Set the entries down again exactly; none may be skipped.
Start of Block
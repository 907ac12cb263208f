//! JSON wire contract between the generator service and its viewers.
//!
//! Field names are part of the contract, so the DTOs pin them with serde's
//! `PascalCase` renaming rather than exposing the model types directly.
//! Cell order is row-major with `index = y * Width + x`, `y` northward.

use std::collections::BTreeMap;

use serde::{Deserialize, Serialize};

use crate::mapgen::model::{Cell, DungeonMap};
use crate::types::Direction;

#[derive(Clone, Debug, PartialEq, Eq, Serialize, Deserialize)]
#[serde(rename_all = "PascalCase")]
pub struct MapData {
    pub width: u32,
    pub height: u32,
    pub map_name: String,
    pub floor_level: i32,
    #[serde(default)]
    pub metadata: BTreeMap<String, String>,
    pub cells: Vec<CellData>,
}

#[derive(Clone, Debug, PartialEq, Eq, Serialize, Deserialize)]
#[serde(rename_all = "PascalCase")]
pub struct CellData {
    pub is_empty: bool,
    pub is_passable: bool,
    pub has_north_wall: bool,
    pub has_east_wall: bool,
    pub has_south_wall: bool,
    pub has_west_wall: bool,
    pub has_north_door: bool,
    pub has_east_door: bool,
    pub has_south_door: bool,
    pub has_west_door: bool,
    pub cell_type: String,
    #[serde(default)]
    pub properties: BTreeMap<String, String>,
}

impl CellData {
    fn from_cell(cell: &Cell) -> Self {
        Self {
            is_empty: cell.is_empty(),
            is_passable: cell.is_passable(),
            has_north_wall: cell.has_wall(Direction::North),
            has_east_wall: cell.has_wall(Direction::East),
            has_south_wall: cell.has_wall(Direction::South),
            has_west_wall: cell.has_wall(Direction::West),
            has_north_door: cell.has_door(Direction::North),
            has_east_door: cell.has_door(Direction::East),
            has_south_door: cell.has_door(Direction::South),
            has_west_door: cell.has_door(Direction::West),
            cell_type: cell.cell_type.clone(),
            properties: cell.properties.clone(),
        }
    }

    fn into_cell(self) -> Cell {
        Cell::from_wire_flags(
            self.is_empty,
            self.is_passable,
            [self.has_north_wall, self.has_east_wall, self.has_south_wall, self.has_west_wall],
            [self.has_north_door, self.has_east_door, self.has_south_door, self.has_west_door],
            self.cell_type,
            self.properties,
        )
    }
}

impl MapData {
    pub fn from_map(map: &DungeonMap) -> Self {
        Self {
            width: map.width() as u32,
            height: map.height() as u32,
            map_name: map.name.clone(),
            floor_level: map.floor_level,
            metadata: map.metadata.clone(),
            cells: map.cells().iter().map(CellData::from_cell).collect(),
        }
    }

    pub fn into_map(self) -> DungeonMap {
        DungeonMap::from_parts(
            self.width as usize,
            self.height as usize,
            self.map_name,
            self.floor_level,
            self.metadata,
            self.cells.into_iter().map(CellData::into_cell).collect(),
        )
    }
}

/// Encodes a map for the wire.
pub fn to_json(map: &DungeonMap) -> Result<String, serde_json::Error> {
    serde_json::to_string(&MapData::from_map(map))
}

/// Decodes a wire payload back into a map. The cell count is not validated
/// here; the renderer re-checks it at its own boundary.
pub fn from_json(json: &str) -> Result<DungeonMap, serde_json::Error> {
    serde_json::from_str::<MapData>(json).map(MapData::into_map)
}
End of Block
Task answer:
repository 907ac12cb263208f
//! JSON wire contract between the generator service and its viewers.
//!
//! Field names are part of the contract, so the DTOs pin them with serde's
//! `PascalCase` renaming rather than exposing the model types directly.
//! Cell order is row-major with `index = y * Width + x`, `y` northward.

use std::collections::BTreeMap;

use serde::{Deserialize, Serialize};

use crate::mapgen::model::{Cell, DungeonMap};
use crate::types::Direction;

#[derive(Clone, Debug, PartialEq, Eq, Serialize, Deserialize)]
#[serde(rename_all = "PascalCase")]
pub struct MapData {
    pub width: u32,
    pub height: u32,
    pub map_name: String,
    pub floor_level: i32,
    #[serde(default)]
    pub metadata: BTreeMap<String, String>,
    pub cells: Vec<CellData>,
}

#[derive(Clone, Debug, PartialEq, Eq, Serialize, Deserialize)]
#[serde(rename_all = "PascalCase")]
pub struct CellData {
    pub is_empty: bool,
    pub is_passable: bool,
    pub has_north_wall: bool,
    pub has_east_wall: bool,
    pub has_south_wall: bool,
    pub has_west_wall: bool,
    pub has_north_door: bool,
    pub has_east_door: bool,
    pub has_south_door: bool,
    pub has_west_door: bool,
    pub cell_type: String,
    #[serde(default)]
    pub properties: BTreeMap<String, String>,
}

impl CellData {
    fn from_cell(cell: &Cell) -> Self {
        Self {
            is_empty: cell.is_empty(),
            is_passable: cell.is_passable(),
            has_north_wall: cell.has_wall(Direction::North),
            has_east_wall: cell.has_wall(Direction::East),
            has_south_wall: cell.has_wall(Direction::South),
            has_west_wall: cell.has_wall(Direction::West),
            has_north_door: cell.has_door(Direction::North),
            has_east_door: cell.has_door(Direction::East),
            has_south_door: cell.has_door(Direction::South),
            has_west_door: cell.has_door(Direction::West),
            cell_type: cell.cell_type.clone(),
            properties: cell.properties.clone(),
        }
    }

    fn into_cell(self) -> Cell {
        Cell::from_wire_flags(
            self.is_empty,
            self.is_passable,
            [self.has_north_wall, self.has_east_wall, self.has_south_wall, self.has_west_wall],
            [self.has_north_door, self.has_east_door, self.has_south_door, self.has_west_door],
            self.cell_type,
            self.properties,
        )
    }
}

impl MapData {
    pub fn from_map(map: &DungeonMap) -> Self {
        Self {
            width: map.width() as u32,
            height: map.height() as u32,
            map_name: map.name.clone(),
            floor_level: map.floor_level,
            metadata: map.metadata.clone(),
            cells: map.cells().iter().map(CellData::from_cell).collect(),
        }
    }

    pub fn into_map(self) -> DungeonMap {
        DungeonMap::from_parts(
            self.width as usize,
            self.height as usize,
            self.map_name,
            self.floor_level,
            self.metadata,
            self.cells.into_iter().map(CellData::into_cell).collect(),
        )
    }
}

/// Encodes a map for the wire.
pub fn to_json(map: &DungeonMap) -> Result<String, serde_json::Error> {
    serde_json::to_string(&MapData::from_map(map))
}

/// Decodes a wire payload back into a map. The cell count is not validated
/// here; the renderer re-checks it at its own boundary.
pub fn from_json(json: &str) -> Result<DungeonMap, serde_json::Error> {
    serde_json::from_str::<MapData>(json).map(MapData::into_map)
}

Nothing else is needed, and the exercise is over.